On 24th November, The Club’s third virtual tasting hosted Richard Kelley MW, his seventh visit to the Club we reckoned. But this time he revealed his super power as Rick ‘The Liberator’. Modestly, he reckons his talent is no more than ‘finding the new talent’ but by the end of a fascinating evening we knew better.
In his guise as the ‘Liberator’, Rick draws on his deep knowledge of South African wine to truffle out barrels of wine that have been overlooked because the quantity is too small or their taste profile doesn’t fit the winery’s current blend. Working closely with the winemaker, Rick turns them into ‘Episodes’ or ‘Special Editions’. He’s now up to Episode 30 and his wines can be found through the Wine Society, or independents such as Lay & Wheeler.
Each Episode is unique; each has a distinctive graphic label, often cartoonish in conception, but always (thanks to his designer Eddy in Franschhoek) immaculate and thoughtful in execution. The very titles speak to The Liberator’s creativity. Take the first wine of the tasting, ‘Chenin No. 5’ in a 250 ml can, with a graceful sketch of a (whisper it) Chanel no 5 scent bottle.
We were urged to taste first from the can and only then try it from a glass.

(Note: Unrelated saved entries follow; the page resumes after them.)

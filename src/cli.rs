//! Command-line interface definition
//!
//! This module defines the CLI structure using clap's derive API,
//! providing commands for running the demo host and inspecting discovery.

use clap::{Parser, Subcommand};

/// IndieAuth client - sign in with your domain, obtain Micropub tokens
#[derive(Parser, Debug, Clone)]
#[command(name = "indieauth-client")]
#[command(version, about, long_about = None)]
pub struct Cli {
    /// Path to configuration file
    #[arg(short, long, default_value = "config/config.yaml")]
    pub config: Option<String>,

    /// Enable verbose logging
    #[arg(short, long)]
    pub verbose: bool,

    /// Emit logs as JSON lines
    #[arg(long)]
    pub json_logs: bool,

    /// Override the configured client identifier
    #[arg(long)]
    pub client_id: Option<String>,

    /// Command to execute
    #[command(subcommand)]
    pub command: Commands,
}

/// Available commands
#[derive(Subcommand, Debug, Clone)]
pub enum Commands {
    /// Run the demo web host with sign-in and authorization routes
    Serve {
        /// Socket address to listen on (overrides config)
        #[arg(short, long)]
        bind: Option<String>,

        /// Externally reachable base URL used for callback URLs
        #[arg(long)]
        external_url: Option<String>,
    },

    /// Discover the endpoints advertised by an identifier and print them
    Discover {
        /// The identifier to inspect (e.g. `alice.example`)
        me: String,
    },

    /// Print the authorization redirect URL for an identifier
    LoginUrl {
        /// The identifier to sign in as
        me: String,

        /// Scope to request (defaults to the configured scope)
        #[arg(short, long)]
        scope: Option<String>,

        /// Continuation target to carry through the handshake
        #[arg(short, long)]
        next: Option<String>,

        /// Callback URL (defaults to the demo host's callback)
        #[arg(long)]
        redirect_uri: Option<String>,

        /// Request identity only, without a scope
        #[arg(long)]
        authenticate_only: bool,
    },
}

impl Cli {
    /// Parse command line arguments
    ///
    /// # Returns
    ///
    /// Returns the parsed CLI structure
    pub fn parse_args() -> Self {
        Self::parse()
    }
}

As a wine merchant and distributor, Richard knows the importance of reducing the environmental load of glass and, like the new generation of micro-brewers, recognises that cans don’t need to mean common. As Rick, he recognised the potential of this barrel-fermented Chenin and ‘liberated’ it from mystery cellar of a top Cape producer (whose name must remain confidential). The wine itself was complex, richer in colour than most Chenins and with flavours of greengage, honey and citrus. Interestingly, the oak shows far less when drinking from the can. It opens up more in the glass – some members preferred the ‘canned’ taste, others the ‘glass’ taste. But undoubtedly a serious wine at a very affordable price - £5 in the can, £15 in a full 750 cl bottle.
Richard’s love affair with South Africa started when he went there in the early 1990s to do his MW Thesis and built up a network of friends and collaborators who now give Rick the run of their cellars to identify future episodes of The Liberator. (By the way, search for www.theliberatorwine.com to see all the labels and check out the wit and originality of his work … if you omit the ‘wine’ you apparently get a rather different result.)
The following six wines (in Avino ‘test tubes’) showed the range of possibilities in South African wine, starting with the distinctive SB aroma of ‘Come To Sauvignon Country’ – a few experimental barrels of Miles Mossop’s Sauvignon to which Rick added 15% Semillon to give the wine lift and freshness and bring it closer to the white blends of Bordeaux.
Next up was a Viura / Maccabeo from a single barrel (just 600 bottles) with an extraordinary nose of ‘toasted teacake’ or ‘oak-infused coconut. The name – Homage to Catalonia – is testament to Rick’s love of old-style white Rioja (think Tondonia)
The very name of wine no 3 – The World Turned Upside Down – has a label drawn directly from a Civil War pamphlet of the same name in Newark’s Civil War museum showing fish in the sky and horses pushing carts is a testament to a year of global awfulness – Covid, wild fires, wretched ‘world leaders’. The wine itself, a barrel-fermented 2018 Grenache Blanc, was complex and distinguished.
Two ‘light’ reds followed by a fortified LBV port closed the tasting. A rare Petite Syrah (now lost to its original homeland of the Rhone) was first up. Rich and powerful, redolent of dark plums, black berries and eucalyptus, this is now a Wine Society exclusive under the brilliant name of ‘P.S. I Love You’ with a cover from Julian Weir’s 1910 painting ‘The Letter’. The website also has the front label and back labels of all the Episodes and it’s well worth checking them out to follow the exploits of the intrepid and, as he admits, slightly mad Cape Crusader.
Wine no 5 had my favourite title, The Good, The Bad and Sangiovese’. Three horsemen riding into the setting sun on the label; a blend of Barbera, Nebbiolo and Sangiovese in the bottle. Definitely mature with a mahogany edge to the rim and aromas of tobacco, spice and tomato leaf and subject (said Rick) to a certain amount of bottle variation but £13.95 for a fascinating 2003 wine is quite something. Another gem from the Wine Society.
Last up was The Bishop of Norwich adorned with a suitably episcopal beard and pectoral cross. Why? Well a certain 19th century Bishop of Norwich had a tendency to fall asleep over supper, which meant the port stopped with him. To call for the ‘bishop of Norwich’ meant give the old boy a nudge… A nose of toffee and molasses and black cherry and the power and complexity of a true LBV port drew comments such as ‘wow’ and ‘stunning’ from the Club and Richard Liwicki quickly sought a restraining order on the last case in the UK – over which members have already fought.
An appropriate end to a fascinating tasting. Our thanks to Richard / Rick (doing his first Zoom tasting), to Phil Jones who compered admirably and to members who turned out in force.